Take the material below and reproduce, word for word, only the lines from the line with "for _ in 0..count" through the line with "let _data_size = reader.read_u32()?;".

--- START ---

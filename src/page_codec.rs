//! Serializes and parses the in-memory [`Leaf`]/[`Node`] page shapes from
//! `mavibot-pager` to and from the "Node payload layout" spec.md §6
//! describes.
//!
//! Keys and values arriving here are already codec-encoded byte strings
//! (`Vec<u8>`), so this module only has to lay out lengths, counts, and
//! child/value-holder framing — it never touches a user's original typed
//! value.

use mavibot_pager::{Leaf, Node, ValueHolder};

use crate::error::{MaviError, Result};
use crate::format::{write_bytestring, write_i32, write_u32, write_u64, ByteReader};

/// Either page shape a tree page can take, tagged the way spec.md §6
/// describes: the element-count field is negative for a node, positive
/// for a leaf (magnitude is the key count).
#[derive(Clone)]
pub enum TreePage {
    Leaf(Leaf<Vec<u8>, Vec<u8>>),
    Node(Node<Vec<u8>>),
}

fn encode_value_holder(out: &mut Vec<u8>, holder: &ValueHolder<Vec<u8>>) {
    match holder {
        ValueHolder::Inline(values) => {
            out.push(0);
            write_u32(out, values.len() as u32);
            for value in values {
                write_bytestring(out, Some(value));
            }
        }
        ValueHolder::Subtree(offset) => {
            out.push(1);
            write_u64(out, *offset);
        }
    }
}

fn decode_value_holder(reader: &mut ByteReader) -> Result<ValueHolder<Vec<u8>>> {
    match reader.read_u8()? {
        0 => {
            let count = reader.read_u32()?;
            let mut values = Vec::with_capacity(count as usize);
            for _ in 0..count {
                values.push(reader.read_bytestring_required()?);
            }
            Ok(ValueHolder::Inline(values))
        }
        1 => Ok(ValueHolder::Subtree(reader.read_u64()?)),
        _ => Err(MaviError::CorruptPage { offset: reader.position() as u64 }),
    }
}

/// Encode a page's full on-disk payload: id, revision, tagged element
/// count, total data size, then the body.
pub fn encode_page(page: &TreePage) -> Vec<u8> {
    let mut body = Vec::new();
    let (id, revision, count) = match page {
        TreePage::Leaf(leaf) => {
            for (key, holder) in leaf.keys.iter().zip(leaf.values.iter()) {
                encode_value_holder(&mut body, holder);
                write_bytestring(&mut body, Some(key));
            }
            (leaf.id, leaf.revision, leaf.keys.len() as i32)
        }
        TreePage::Node(node) => {
            write_u64(&mut body, node.children[0]);
            for (key, child) in node.keys.iter().zip(node.children.iter().skip(1)) {
                write_bytestring(&mut body, Some(key));
                write_u64(&mut body, *child);
            }
            (node.id, node.revision, -(node.keys.len() as i32))
        }
    };

    let mut out = Vec::with_capacity(body.len() + 24);
    write_u64(&mut out, id);
    write_u64(&mut out, revision);
    write_i32(&mut out, count);
    write_u32(&mut out, body.len() as u32);
    out.extend_from_slice(&body);
    out
}

/// Parse a page payload produced by [`encode_page`].
pub fn decode_page(bytes: &[u8]) -> Result<TreePage> {
    let mut reader = ByteReader::new(bytes);
    let id = reader.read_u64()?;
    let revision = reader.read_u64()?;
    let count = reader.read_i32()?;
    let _data_size = reader.read_u32()?;

    if count >= 0 {
        let n = count as usize;
        let mut keys = Vec::with_capacity(n);
        let mut values = Vec::with_capacity(n);
        for _ in 0..n {
            let holder = decode_value_holder(&mut reader)?;
            let key = reader.read_bytestring_required()?;
            keys.push(key);
            values.push(holder);
        }
        Ok(TreePage::Leaf(Leaf {
            id,
            revision,
            keys,
            values,
        }))
    } else {
        let n = (-count) as usize;
        let mut keys = Vec::with_capacity(n);
        let mut children = Vec::with_capacity(n + 1);
        children.push(reader.read_u64()?);
        for _ in 0..n {
            keys.push(reader.read_bytestring_required()?);
            children.push(reader.read_u64()?);
        }
        Ok(TreePage::Node(Node {
            id,
            revision,
            keys,
            children,
        }))
    }
}

#[cfg(test)]
mod tests {
    use super::*;

    #[test]
    fn leaf_round_trips() {
        let mut leaf = Leaf::new(1, 5);
        leaf.keys = vec![b"a".to_vec(), b"b".to_vec()];
        leaf.values = vec![
            ValueHolder::Inline(vec![b"1".to_vec()]),
            ValueHolder::Subtree(4096),
        ];
        let bytes = encode_page(&TreePage::Leaf(leaf));
        match decode_page(&bytes).unwrap() {
            TreePage::Leaf(parsed) => {
                assert_eq!(parsed.id, 1);
                assert_eq!(parsed.revision, 5);
                assert_eq!(parsed.keys, vec![b"a".to_vec(), b"b".to_vec()]);
                assert_eq!(parsed.values[1].as_subtree(), Some(4096));
            }
            TreePage::Node(_) => panic!("expected a leaf"),
        }
    }

    #[test]
    fn node_round_trips() {
        let node = Node {
            id: 2,
            revision: 3,
            keys: vec![b"m".to_vec()],
            children: vec![10, 20],
        };
        let bytes = encode_page(&TreePage::Node(node));
        match decode_page(&bytes).unwrap() {
            TreePage::Node(parsed) => {
                assert_eq!(parsed.keys, vec![b"m".to_vec()]);
                assert_eq!(parsed.children, vec![10, 20]);
            }
            TreePage::Leaf(_) => panic!("expected a node"),
        }
    }
}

--- END ---

### Answer space
            for _ in 0..count {
                values.push(reader.read_bytestring_required()?);
            }
            Ok(ValueHolder::Inline(values))
        }
        1 => Ok(ValueHolder::Subtree(reader.read_u64()?)),
        _ => Err(MaviError::CorruptPage { offset: reader.position() as u64 }),
    }
}

/// Encode a page's full on-disk payload: id, revision, tagged element
/// count, total data size, then the body.
pub fn encode_page(page: &TreePage) -> Vec<u8> {
    let mut body = Vec::new();
    let (id, revision, count) = match page {
        TreePage::Leaf(leaf) => {
            for (key, holder) in leaf.keys.iter().zip(leaf.values.iter()) {
                encode_value_holder(&mut body, holder);
                write_bytestring(&mut body, Some(key));
            }
            (leaf.id, leaf.revision, leaf.keys.len() as i32)
        }
        TreePage::Node(node) => {
            write_u64(&mut body, node.children[0]);
            for (key, child) in node.keys.iter().zip(node.children.iter().skip(1)) {
                write_bytestring(&mut body, Some(key));
                write_u64(&mut body, *child);
            }
            (node.id, node.revision, -(node.keys.len() as i32))
        }
    };

    let mut out = Vec::with_capacity(body.len() + 24);
    write_u64(&mut out, id);
    write_u64(&mut out, revision);
    write_i32(&mut out, count);
    write_u32(&mut out, body.len() as u32);
    out.extend_from_slice(&body);
    out
}

/// Parse a page payload produced by [`encode_page`].
pub fn decode_page(bytes: &[u8]) -> Result<TreePage> {
    let mut reader = ByteReader::new(bytes);
    let id = reader.read_u64()?;
    let revision = reader.read_u64()?;
    let count = reader.read_i32()?;
    let _data_size = reader.read_u32()?;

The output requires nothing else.